:: Your task ::
Search the material below for the string "that" and copy each line where it appears.

---------------

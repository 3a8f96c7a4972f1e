// Copyright 2026 Layne Penney
// SPDX-License-Identifier: AGPL-3.0-or-later

//! Pipeline statistics.
//!
//! Lightweight counters owned by one SDK instance. Nothing here is global:
//! two instances in the same process never see each other's numbers.

use std::sync::atomic::{AtomicU64, Ordering};
use std::sync::Mutex;
use std::time::{Duration, Instant};

/// Counters for every stage of the capture pipeline.
#[derive(Debug)]
pub struct PipelineStats {
    events_captured: AtomicU64,
    events_sampled_out: AtomicU64,
    events_invalid: AtomicU64,
    capture_failures: AtomicU64,
    redaction_failures: AtomicU64,
    events_delivered: AtomicU64,
    events_dropped: AtomicU64,
    batches_sent: AtomicU64,
    batches_failed: AtomicU64,
    retries: AtomicU64,
    delivery_latency: Mutex<Histogram>,
    start_time: Instant,
}

impl PipelineStats {
    pub fn new() -> Self {
        Self {
            events_captured: AtomicU64::new(0),
            events_sampled_out: AtomicU64::new(0),
            events_invalid: AtomicU64::new(0),
            capture_failures: AtomicU64::new(0),
            redaction_failures: AtomicU64::new(0),
            events_delivered: AtomicU64::new(0),
            events_dropped: AtomicU64::new(0),
            batches_sent: AtomicU64::new(0),
            batches_failed: AtomicU64::new(0),
            retries: AtomicU64::new(0),
            delivery_latency: Mutex::new(Histogram::default()),
            start_time: Instant::now(),
        }
    }

    pub(crate) fn record_captured(&self) {
        self.events_captured.fetch_add(1, Ordering::Relaxed);
    }

    pub(crate) fn record_sampled_out(&self) {
        self.events_sampled_out.fetch_add(1, Ordering::Relaxed);
    }

    pub(crate) fn record_invalid(&self) {
        self.events_invalid.fetch_add(1, Ordering::Relaxed);
    }

    pub(crate) fn record_capture_failure(&self) {
        self.capture_failures.fetch_add(1, Ordering::Relaxed);
    }

    pub(crate) fn record_redaction_failure(&self) {
        self.redaction_failures.fetch_add(1, Ordering::Relaxed);
    }

    pub(crate) fn record_retry(&self) {
        self.retries.fetch_add(1, Ordering::Relaxed);
    }

    pub(crate) fn record_batch_sent(&self, events: usize, latency: Duration) {
        self.batches_sent.fetch_add(1, Ordering::Relaxed);
        self.events_delivered.fetch_add(events as u64, Ordering::Relaxed);
        self.delivery_latency
            .lock()
            .unwrap_or_else(|e| e.into_inner())
            .record(latency);
    }

    pub(crate) fn record_batch_failed(&self, events: usize) {
        self.batches_failed.fetch_add(1, Ordering::Relaxed);
        self.events_dropped.fetch_add(events as u64, Ordering::Relaxed);
    }

    /// Take a snapshot of all counters.
    pub fn snapshot(&self) -> StatsSnapshot {
        let latency = self
            .delivery_latency
            .lock()
            .unwrap_or_else(|e| e.into_inner())
            .clone();
        StatsSnapshot {
            events_captured: self.events_captured.load(Ordering::Relaxed),
            events_sampled_out: self.events_sampled_out.load(Ordering::Relaxed),
            events_invalid: self.events_invalid.load(Ordering::Relaxed),
            capture_failures: self.capture_failures.load(Ordering::Relaxed),
            redaction_failures: self.redaction_failures.load(Ordering::Relaxed),
            events_delivered: self.events_delivered.load(Ordering::Relaxed),
            events_dropped: self.events_dropped.load(Ordering::Relaxed),
            batches_sent: self.batches_sent.load(Ordering::Relaxed),
            batches_failed: self.batches_failed.load(Ordering::Relaxed),
            retries: self.retries.load(Ordering::Relaxed),
            delivery_p50: latency.p50(),
            delivery_p99: latency.p99(),
            uptime: self.start_time.elapsed(),
        }
    }
}

impl Default for PipelineStats {
    fn default() -> Self {
        Self::new()
    }
}

/// A point-in-time copy of [`PipelineStats`].
#[derive(Debug, Clone, PartialEq)]
pub struct StatsSnapshot {
    /// Events accepted into the buffer.
    pub events_captured: u64,
    /// Events discarded because their trace was not sampled.
    pub events_sampled_out: u64,
    /// Events dropped for missing identifiers.
    pub events_invalid: u64,
    /// Telemetry builders that failed or panicked.
    pub capture_failures: u64,
    /// Redaction transforms that failed (event passed unredacted).
    pub redaction_failures: u64,
    pub events_delivered: u64,
    pub events_dropped: u64,
    pub batches_sent: u64,
    pub batches_failed: u64,
    /// Delivery attempts beyond the first.
    pub retries: u64,
    pub delivery_p50: Duration,
    pub delivery_p99: Duration,
    pub uptime: Duration,
}

impl StatsSnapshot {
    /// Format as a human-readable report.
    pub fn format_report(&self) -> String {
        format!(
            "captured {} (sampled out {}, invalid {}, capture failures {}, redaction failures {})\n\
             delivered {} in {} batches, dropped {} in {} batches, {} retries\n\
             delivery p50 {:.2?}, p99 {:.2?}, uptime {:.2?}",
            self.events_captured,
            self.events_sampled_out,
            self.events_invalid,
            self.capture_failures,
            self.redaction_failures,
            self.events_delivered,
            self.batches_sent,
            self.events_dropped,
            self.batches_failed,
            self.retries,
            self.delivery_p50,
            self.delivery_p99,
            self.uptime,
        )
    }
}

/// Fixed-bucket latency histogram.
#[derive(Debug, Clone)]
pub struct Histogram {
    /// Bucket upper bounds in milliseconds.
    buckets: Vec<u64>,
    /// Count per bucket, plus one overflow bucket.
    counts: Vec<u64>,
}

impl Histogram {
    /// Create a histogram with custom bucket bounds (in milliseconds).
    pub fn with_buckets(buckets: Vec<u64>) -> Self {
        let counts = vec![0; buckets.len() + 1];
        Self { buckets, counts }
    }

    pub fn record(&mut self, duration: Duration) {
        let millis = duration.as_millis() as u64;
        let idx = self
            .buckets
            .iter()
            .position(|&b| millis <= b)
            .unwrap_or(self.buckets.len());
        self.counts[idx] += 1;
    }

    pub fn counts(&self) -> &[u64] {
        &self.counts
    }

    pub fn total(&self) -> u64 {
        self.counts.iter().sum()
    }

    /// Approximate percentile as the upper bound of the containing bucket.
    pub fn percentile(&self, p: f64) -> Duration {
        let total = self.total();
        if total == 0 {
            return Duration::ZERO;
        }

        let target = ((total as f64 * p / 100.0).ceil() as u64).max(1);
        let mut cumulative = 0u64;
        for (i, &count) in self.counts.iter().enumerate() {
            cumulative += count;
            if cumulative >= target {
                let millis = match self.buckets.get(i) {
                    Some(bound) => *bound,
                    None => self.buckets.last().copied().unwrap_or(0) * 10,
                };
                return Duration::from_millis(millis);
            }
        }
        Duration::ZERO
    }

    pub fn p50(&self) -> Duration {
        self.percentile(50.0)
    }

    pub fn p99(&self) -> Duration {
        self.percentile(99.0)
    }
}

impl Default for Histogram {
    fn default() -> Self {
        // 10ms, 50ms, 100ms, 250ms, 500ms, 1s, 5s, 10s
        Self::with_buckets(vec![10, 50, 100, 250, 500, 1_000, 5_000, 10_000])
    }
}

#[cfg(test)]
mod tests {
    use super::*;

    #[test]
    fn test_counters() {
        let stats = PipelineStats::new();
        stats.record_captured();
        stats.record_captured();
        stats.record_sampled_out();
        stats.record_invalid();
        stats.record_capture_failure();
        stats.record_redaction_failure();
        stats.record_retry();
        stats.record_batch_sent(2, Duration::from_millis(30));
        stats.record_batch_failed(5);

        let snap = stats.snapshot();
        assert_eq!(snap.events_captured, 2);
        assert_eq!(snap.events_sampled_out, 1);
        assert_eq!(snap.events_invalid, 1);
        assert_eq!(snap.capture_failures, 1);
        assert_eq!(snap.redaction_failures, 1);
        assert_eq!(snap.retries, 1);
        assert_eq!(snap.events_delivered, 2);
        assert_eq!(snap.batches_sent, 1);
        assert_eq!(snap.events_dropped, 5);
        assert_eq!(snap.batches_failed, 1);
        assert_eq!(snap.delivery_p50, Duration::from_millis(50));
    }

    #[test]
    fn test_histogram_buckets() {
        let mut hist = Histogram::with_buckets(vec![10, 100]);
        hist.record(Duration::from_millis(5));
        hist.record(Duration::from_millis(50));
        hist.record(Duration::from_millis(500));
        assert_eq!(hist.counts(), &[1, 1, 1]);
        assert_eq!(hist.total(), 3);
        assert_eq!(hist.percentile(100.0), Duration::from_millis(1_000));
    }

    #[test]
    fn test_histogram_empty() {
        assert_eq!(Histogram::default().p99(), Duration::ZERO);
    }

    #[test]
    fn test_report_mentions_counts() {
        let stats = PipelineStats::new();
        stats.record_batch_failed(7);
        let report = stats.snapshot().format_report();
        assert!(report.contains("dropped 7"));
    }
}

---------------

:: Your response ::
    /// Telemetry builders that failed or panicked.
    /// Redaction transforms that failed (event passed unredacted).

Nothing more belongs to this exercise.